04.12.2017, 15:13 | Recht & Gesetz | Jetzt kommentieren


Nachträglich erstelltes Fahrtenbuch ist nicht ordnungsgemäß
Neustadt/Weinstraße (jur). Eintragungen in ein Fahrtenbuch müssen „zeitnah“ erfolgen. Wer ein Formularbuch verwendet, das erst nach dem betreffenden Jahr in den Handel gekommen ist, legt daher kein ordnungsgemäßes Fahrtenbuch vor, wie das Finanzgericht (FG) Rheinland-Pfalz in Neustadt an der Weinstraße in einem am Montag, 4. Dezember 2017, bekanntgegebenen Urteil entschied (Az.: 5 K 1391/15). Danach muss sich ein Arbeitnehmer bis über 10.000 Euro monatlich als Einkommen für die private Nutzung eines Maserati anrechnen lassen.

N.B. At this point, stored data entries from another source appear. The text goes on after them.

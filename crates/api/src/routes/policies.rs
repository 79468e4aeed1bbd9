//! Approval policy management routes (HR/admin).
//!
//! Gates can be added, reconfigured, and deactivated at runtime; the
//! last remaining active+required gate can never be removed.

use axum::{
    Json, Router,
    extract::{Path, State},
    http::StatusCode,
    response::{IntoResponse, Response},
    routing::{delete, get, patch, post},
};
use serde::{Deserialize, Serialize};
use serde_json::json;
use tracing::{error, info};
use uuid::Uuid;

use feriado_core::workflow::Role;
use feriado_db::entities::approval_policy_entries;
use feriado_db::repositories::policy::{
    db_role_to_core, CreatePolicyEntryInput, PolicyError, UpdatePolicyEntryInput,
};
use feriado_db::PolicyRepository;

use crate::{AppState, middleware::AuthEmployee};

/// Creates the approval policy routes.
pub fn routes() -> Router<AppState> {
    Router::new()
        .route("/approval-policy", get(list_entries))
        .route("/approval-policy", post(create_entry))
        .route("/approval-policy/{entry_id}", patch(update_entry))
        .route("/approval-policy/{entry_id}", delete(deactivate_entry))
}

// ============================================================================
// Request/Response Types
// ============================================================================

/// Request body for creating a policy entry.
#[derive(Debug, Deserialize)]
pub struct CreatePolicyEntryBody {
    /// Role name (employee, leader, hr, admin).
    pub role: String,
    /// Whether the gate is required for full approval.
    #[serde(default = "default_required")]
    pub required: bool,
    /// Ordering hint.
    #[serde(default)]
    pub order_position: i16,
    /// Approvals needed from this role.
    #[serde(default = "default_minimum")]
    pub minimum_approvals: i16,
    /// Description.
    pub description: Option<String>,
}

fn default_required() -> bool {
    true
}

fn default_minimum() -> i16 {
    1
}

/// Request body for updating a policy entry.
#[derive(Debug, Default, Deserialize)]
pub struct UpdatePolicyEntryBody {
    /// New required flag.
    pub required: Option<bool>,
    /// New ordering hint.
    pub order_position: Option<i16>,
    /// New minimum approvals.
    pub minimum_approvals: Option<i16>,
    /// New description.
    pub description: Option<String>,
}

/// Response for a policy entry.
#[derive(Debug, Serialize)]
pub struct PolicyEntryResponse {
    /// Entry id.
    pub id: Uuid,
    /// Role name.
    pub role: &'static str,
    /// Required flag.
    pub required: bool,
    /// Ordering hint.
    pub order_position: i16,
    /// Minimum approvals.
    pub minimum_approvals: i16,
    /// Description.
    pub description: Option<String>,
    /// Active flag.
    pub active: bool,
}

// ============================================================================
// Route Handlers
// ============================================================================

/// GET `/approval-policy` - List policy entries (HR/admin).
async fn list_entries(State(state): State<AppState>, auth: AuthEmployee) -> impl IntoResponse {
    if !auth.roles().can_manage() {
        return forbidden();
    }

    let repo = PolicyRepository::new((*state.db).clone());
    match repo.list().await {
        Ok(entries) => {
            let items: Vec<PolicyEntryResponse> = entries.iter().map(entry_to_response).collect();
            (StatusCode::OK, Json(json!({ "data": items }))).into_response()
        }
        Err(e) => policy_error_response(&e),
    }
}

/// POST `/approval-policy` - Add a gate (HR/admin).
async fn create_entry(
    State(state): State<AppState>,
    auth: AuthEmployee,
    Json(payload): Json<CreatePolicyEntryBody>,
) -> impl IntoResponse {
    if !auth.roles().can_manage() {
        return forbidden();
    }

    let Some(role) = Role::parse(&payload.role) else {
        return (
            StatusCode::BAD_REQUEST,
            Json(json!({
                "error": "invalid_role",
                "message": format!("Unknown role: {}", payload.role)
            })),
        )
            .into_response();
    };

    let repo = PolicyRepository::new((*state.db).clone());
    let input = CreatePolicyEntryInput {
        role,
        required: payload.required,
        order_position: payload.order_position,
        minimum_approvals: payload.minimum_approvals,
        description: payload.description,
    };

    match repo.create(input).await {
        Ok(entry) => {
            info!(entry_id = %entry.id, role = %role, "Approval gate created");
            (StatusCode::CREATED, Json(entry_to_response(&entry))).into_response()
        }
        Err(e) => policy_error_response(&e),
    }
}

/// PATCH `/approval-policy/{entry_id}` - Reconfigure a gate (HR/admin).
async fn update_entry(
    State(state): State<AppState>,
    auth: AuthEmployee,
    Path(entry_id): Path<Uuid>,
    Json(payload): Json<UpdatePolicyEntryBody>,
) -> impl IntoResponse {
    if !auth.roles().can_manage() {
        return forbidden();
    }

    let repo = PolicyRepository::new((*state.db).clone());
    let input = UpdatePolicyEntryInput {
        required: payload.required,
        order_position: payload.order_position,
        minimum_approvals: payload.minimum_approvals,
        description: payload.description.map(Some),
    };

    match repo.update(entry_id, input).await {
        Ok(entry) => (StatusCode::OK, Json(entry_to_response(&entry))).into_response(),
        Err(e) => policy_error_response(&e),
    }
}

/// DELETE `/approval-policy/{entry_id}` - Deactivate a gate (HR/admin).
async fn deactivate_entry(
    State(state): State<AppState>,
    auth: AuthEmployee,
    Path(entry_id): Path<Uuid>,
) -> impl IntoResponse {
    if !auth.roles().can_manage() {
        return forbidden();
    }

    let repo = PolicyRepository::new((*state.db).clone());
    match repo.deactivate(entry_id).await {
        Ok(entry) => {
            info!(entry_id = %entry.id, "Approval gate deactivated");
            (StatusCode::OK, Json(entry_to_response(&entry))).into_response()
        }
        Err(e) => policy_error_response(&e),
    }
}

// ============================================================================
// Helper Functions
// ============================================================================

fn entry_to_response(entry: &approval_policy_entries::Model) -> PolicyEntryResponse {
    PolicyEntryResponse {
        id: entry.id,
        role: db_role_to_core(&entry.role).as_str(),
        required: entry.required,
        order_position: entry.order_position,
        minimum_approvals: entry.minimum_approvals,
        description: entry.description.clone(),
        active: entry.active,
    }
}

fn policy_error_response(e: &PolicyError) -> Response {
    match e {
        PolicyError::NotFound(_) => (
            StatusCode::NOT_FOUND,
            Json(json!({
                "error": "policy_entry_not_found",
                "message": e.to_string()
            })),
        )
            .into_response(),
        PolicyError::DuplicateRole(_) => (
            StatusCode::CONFLICT,
            Json(json!({
                "error": "duplicate_role",
                "message": e.to_string()
            })),
        )
            .into_response(),
        PolicyError::InvalidMinimum => (
            StatusCode::BAD_REQUEST,
            Json(json!({
                "error": "invalid_minimum",
                "message": e.to_string()
            })),
        )
            .into_response(),
        PolicyError::LastRequiredGate => (
            StatusCode::UNPROCESSABLE_ENTITY,
            Json(json!({
                "error": "last_required_gate",
                "message": e.to_string()
            })),
        )
            .into_response(),
        PolicyError::Database(_) => {
            error!(error = %e, "Policy operation failed");
            (
                StatusCode::INTERNAL_SERVER_ERROR,
                Json(json!({
                    "error": "internal_error",
                    "message": "An error occurred"
                })),
            )
                .into_response()
        }
    }
}

fn forbidden() -> Response {
    (
        StatusCode::FORBIDDEN,
        Json(json!({
            "error": "forbidden",
            "message": "HR or admin role required for this operation"
        })),
    )
        .into_response()
}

Der Edelflitzer war ihm von der GmbH als Dienstwagen überlassen worden, den er auch privat nutzen durfte. Den privaten Nutzungsanteil bewertet das Finanzamt allerdings als zusätzliches Einkommen. Steuerpflichtige können den Privatanteil mit einem Fahrtenbuch nachweisen. Liegt kein ordnungsgemäßes Fahrtenbuch vor, berechnet das Finanzamt die Privatnutzung nach der sogenannten Ein-Prozent-Regelung: Ein Prozent des Listenpreises pro Monat gilt als privat. Dies gilt auch für Selbstständige, die ein betriebliches Fahrzeug auch privat fahren.

Finanzamt deckelt den Privatanteil auf 10.440 Euro pro Jahr

Bei dem 116.000 Euro teuren Maserati wären das 1.160 Euro pro Monat, also 13.920 Euro pro Jahr. Weil das über den von der GmbH tatsächlich gezahlten Leasingraten lag, deckelte hier das Finanzamt den Privatanteil entsprechend – auf immer noch bis zu 10.440 Euro pro Jahr.

Arbeitnehmer hat Fahrtenbuch vorgelegt

Der Arbeitnehmer meinte, er habe doch ein Fahrtenbuch vorgelegt. Danach habe der private Nutzungsanteil in den Streitjahren 2003 bis 2006 nur zwischen 640 und 5.779 Euro gelegen.

Formularbuch war erst nach den streitigen Steuerjahren auf den Markt gekommen

Doch auf die Idee mit dem Fahrtenbuch war der Maserati-Fahrer offenbar zu spät gekommen. Denn für seine Einträge hatte er sich ein Formularbuch gekauft, das erst nach den streitigen Steuerjahren auf den Markt gekommen war.

Finanzgericht hat Fahrtenbuch nicht anerkannt

Ganz offenkundig seien die Einträge daher nicht „zeitnah“ erfolgt, und das Fahrtenbuch erst nachträglich erstellt worden, rügte das FG Neustadt. Wie schon das Finanzamt erkannte es daher das Fahrtenbuch nicht als ordnungsgemäß an.

Berechnung des privaten Nutzungsanteils ist grundsätzlich richtig

Die Berechnung des privaten Nutzungsanteils für den Maserati nach der Ein-Prozent-Regelung sei daher grundsätzlich richtig, ebenso die Deckelung auf die tatsächlichen Kosten, so das FG Neustadt in seinem Urteil vom 13. November 2017.